25.3. As long as the Client is able to end the Agreement without charge, the Company may change any of the terms of the Agreement for any reason not listed under paragraph
25.4. For any change made under paragraphs 25.2. and 25.3., the Company shall provide the Client with advance notice of at least three (3) Working Days. However, the Client
acknowledges that a change which is made to reflect a change of Applicable Regulations may, if necessary, takes effect immediately.
25.5. For any change made under (d) and (e) of paragraph 25.2., the notice of the Company shall be a Written Notice including a post on the Company’s Website. For any other
change the Company shall provide a Written Notice to the Client; where the Company elects to provide such Written Notice via a post on the Website, the Company shall also
provide the said Written Notice with an additional method.
25.6. When the Company provides Written Notice of changes under paragraph 25.3. it shall tell the Client the date it comes into effect. The Client shall be treated as accepting
the change on that date unless, prior to the said date, the Client informs the Company that the Client wishes to terminate the Agreement and not accept the change. The Client
shall not have to pay any charges as a result of terminating in this case, other than costs due and payable for Services offered until then.

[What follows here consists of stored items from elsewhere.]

//! Everything related to staff members.

use axum::routing::get;
use axum::Router;

use crate::State;

mod models;
pub use models::{Staff, StaffPermissions, TicketSubscription};

mod store;
pub mod handlers;

/// Returns an [`axum::Router`] for the staff routes on the Minecraft surface.
pub fn minecraft_router(state: State) -> Router {
	Router::new()
		.route("/staff-permissions", get(handlers::permissions))
		.with_state(state)
}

26. Termination and Results of Termination
26.1. Without prejudice to the Company’s rights under this Agreement to terminate it without immediately without prior notice to the Client, each Party may terminate this
Agreement with immediate effect by giving at least five Business Days Written Notice to the other Party.
26.2. Termination by any Party will not affect any obligation which has already been incurred by either Party or any legal rights or obligations which may already have arisen
under the Agreement or any transactions made hereunder.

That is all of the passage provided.